12. The method of claim 10, further comprising defining an operating region based on the battery's charging current, temperature, and state of charge when the charging current is stable in an operating region for a predetermined time period.

13. The method of claim 10, further comprising: The operating area is defined based on a predetermined range of the battery's charging current, temperature, and state of charge. as well as Determine if one or more battery cell groups in the battery cell group are faulty, regardless of changes in the battery's temperature and state of charge.

14. The method of claim 10, further comprising: Multiple frequency bands within one operating region are defined based on a predetermined range of charging current and multiple predetermined ranges of battery temperature and charging state. The internal resistance of the battery cell group in the frequency band is calculated based on the filtered current and voltage; A single statistical value for the frequency band is generated based on the internal resistance of the battery cell group in the frequency band; Determine the difference between the maximum and minimum values ​​of one or more of the individual statistical values; The internal resistance data of the battery cell group is selected from one of the frequency bands corresponding to the highest value of the difference between the maximum and minimum values; as well as The health status of the battery is diagnosed based on the selected internal resistance data.

15. The method of claim 10, further comprising: The internal resistance data of the battery cell group is selected from one of the operating regions corresponding to the highest value of the difference between the maximum and minimum values ​​of one or more statistical values ​​across the battery cell group; The system stores information including at least one of selected internal resistance data across the battery cell groups and the highest value of the distance metric, for diagnosing the one or more of the battery cell groups. The stored information is sent to the server to predict and determine trends in the health status of the battery; as well as The system provides messages about the health status of the battery based on the stored information.

16. The method of claim 10, further comprising, for each of the plurality of charging systems used to charge the battery: The internal resistance data of the battery cell group is selected from one of the operating regions corresponding to the highest value of the difference between the maximum and minimum values ​​of one or more statistical values ​​across the battery cell group; Store at least one of the selected internal resistance data and the highest value of the distance metric; Compare at least one of the selected internal resistance data and the highest value of the distance metric with a calibrated corresponding threshold for the plurality of charging systems; as well as Determine whether one or more battery cell groups in the battery cell group have failed across the multiple charging systems.
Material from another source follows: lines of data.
//! Live device status keyed by event name
//!
//! Each inbound event overwrites the entry for its name wholesale. A missing
//! entry means "unknown", never a terminal state. Writers bump a `watch`
//! counter so waiters wake promptly; waiters still re-check on a fixed
//! interval and honour their deadline exactly as a plain poll loop would.

use crate::protocol::OpState;
use serde_json::{json, Map, Value};
use std::collections::{HashMap, VecDeque};
use std::sync::{Mutex, RwLock};
use std::time::Duration;
use tokio::sync::{broadcast, watch};
use tokio::time::{timeout, Instant};
use tokio_util::sync::CancellationToken;

/// How a wait on an operation ended
#[derive(Debug, Clone, PartialEq, Eq)]
pub enum WaitResult {
    /// The event reached a state accepted by the predicate
    Reached(OpState),
    TimedOut,
    /// The caller's cancellation token fired
    Cancelled,
}

impl WaitResult {
    pub fn is_complete(&self) -> bool {
        matches!(self, WaitResult::Reached(OpState::Complete))
    }
}

/// Event-name → latest payload map plus a short history
pub struct EventStateStore {
    states: RwLock<HashMap<String, Value>>,
    recent: Mutex<VecDeque<Value>>,
    ring_capacity: usize,
    live: broadcast::Sender<Value>,
    version: watch::Sender<u64>,
}

impl EventStateStore {
    pub fn new(ring_capacity: usize) -> Self {
        let (live, _) = broadcast::channel(256);
        let (version, _) = watch::channel(0);
        Self {
            states: RwLock::new(HashMap::new()),
            recent: Mutex::new(VecDeque::with_capacity(ring_capacity)),
            ring_capacity: ring_capacity.max(1),
            live,
            version,
        }
    }

    /// Record an inbound device event
    pub fn record_event(&self, name: &str, body: Value) {
        {
            let mut recent = self.recent.lock().unwrap_or_else(|p| p.into_inner());
            recent.push_back(body.clone());
            while recent.len() > self.ring_capacity {
                recent.pop_front();
            }
        }
        let _ = self.live.send(body.clone());
        self.set(name, body);
    }

    /// Overwrite the entry for `name`
    pub fn set(&self, name: &str, value: Value) {
        self.write().insert(name.to_string(), value);
        self.bump();
    }

    /// Merge fields into the entry for `name`, creating it if absent
    pub fn update<F>(&self, name: &str, apply: F)
    where
        F: FnOnce(&mut Map<String, Value>),
    {
        {
            let mut states = self.write();
            let entry = states
                .entry(name.to_string())
                .or_insert_with(|| Value::Object(Map::new()));
            if !entry.is_object() {
                *entry = Value::Object(Map::new());
            }
            if let Value::Object(map) = entry {
                apply(map);
            }
        }
        self.bump();
    }

    pub fn remove(&self, name: &str) -> Option<Value> {
        let removed = self.write().remove(name);
        if removed.is_some() {
            self.bump();
        }
        removed
    }

    pub fn get(&self, name: &str) -> Option<Value> {
        self.read().get(name).cloned()
    }

    /// The `state` field of an entry, if both exist
    pub fn state_of(&self, name: &str) -> Option<OpState> {
        self.read()
            .get(name)
            .and_then(|v| v.get("state"))
            .and_then(Value::as_str)
            .map(OpState::parse)
    }

    /// Force an entry to `{"state": state}`
    ///
    /// Used before starting an operation so a stale terminal state from an
    /// earlier run is not mistaken for the outcome of this one.
    pub fn mark_op_state(&self, name: &str, state: OpState) {
        self.set(name, json!({ "state": state.as_str() }));
    }

    /// All entries as one JSON object
    pub fn snapshot(&self) -> Value {
        let states = self.read();
        let map: Map<String, Value> = states
            .iter()
            .map(|(k, v)| (k.clone(), v.clone()))
            .collect();
        Value::Object(map)
    }

    /// Most recent raw events, oldest first
    pub fn recent_events(&self) -> Vec<Value> {
        self.recent
            .lock()
            .unwrap_or_else(|p| p.into_inner())
            .iter()
            .cloned()
            .collect()
    }

    /// Live feed of every inbound event
    pub fn subscribe(&self) -> broadcast::Receiver<Value> {
        self.live.subscribe()
    }

    /// Change counter bumped on every write
    pub fn changes(&self) -> watch::Receiver<u64> {
        self.version.subscribe()
    }

    /// Wait until the state of `name` satisfies `accept`
    ///
    /// `limit = None` waits indefinitely (still cancellable).
    pub async fn wait_until<F>(
        &self,
        name: &str,
        accept: F,
        poll_interval: Duration,
        limit: Option<Duration>,
        cancel: &CancellationToken,
    ) -> WaitResult
    where
        F: Fn(&OpState) -> bool,
    {
        let mut changes = self.changes();
        let start = Instant::now();

        loop {
            if let Some(state) = self.state_of(name) {
                if accept(&state) {
                    return WaitResult::Reached(state);
                }
            }
            if cancel.is_cancelled() {
                return WaitResult::Cancelled;
            }

            let mut wait = poll_interval;
            if let Some(limit) = limit {
                let elapsed = start.elapsed();
                if elapsed >= limit {
                    return WaitResult::TimedOut;
                }
                wait = wait.min(limit - elapsed);
            }

            tokio::select! {
                _ = cancel.cancelled() => return WaitResult::Cancelled,
                _ = timeout(wait, changes.changed()) => {}
            }
        }
    }

    /// Wait for `name` to reach a terminal state (complete, fail, cancel or stopped)
    pub async fn wait_end_op(
        &self,
        name: &str,
        poll_interval: Duration,
        limit: Option<Duration>,
        cancel: &CancellationToken,
    ) -> WaitResult {
        self.wait_until(name, OpState::is_terminal, poll_interval, limit, cancel)
            .await
    }

    fn bump(&self) {
        self.version.send_modify(|v| *v = v.wrapping_add(1));
    }

    fn read(&self) -> std::sync::RwLockReadGuard<'_, HashMap<String, Value>> {
        self.states.read().unwrap_or_else(|p| p.into_inner())
    }

    fn write(&self) -> std::sync::RwLockWriteGuard<'_, HashMap<String, Value>> {
        self.states.write().unwrap_or_else(|p| p.into_inner())
    }
}

impl Default for EventStateStore {
    fn default() -> Self {
        Self::new(crate::EVENT_HISTORY_CAPACITY)
    }
}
17. The method of claim 16, further comprising, at the server: Receive at least one of the selected internal resistance data and the highest value of the distance metric from multiple vehicles; Analyze the distribution of at least one of the selected internal resistance data and the highest value of the distance metric; and calibrate the threshold based on the analysis.

18. The method of claim 17, further comprising, at the server: Monitor the trend of the distribution; Identify one or more vehicles in which one or more battery cell groups continue to fail; and Send a notification to the identified vehicle.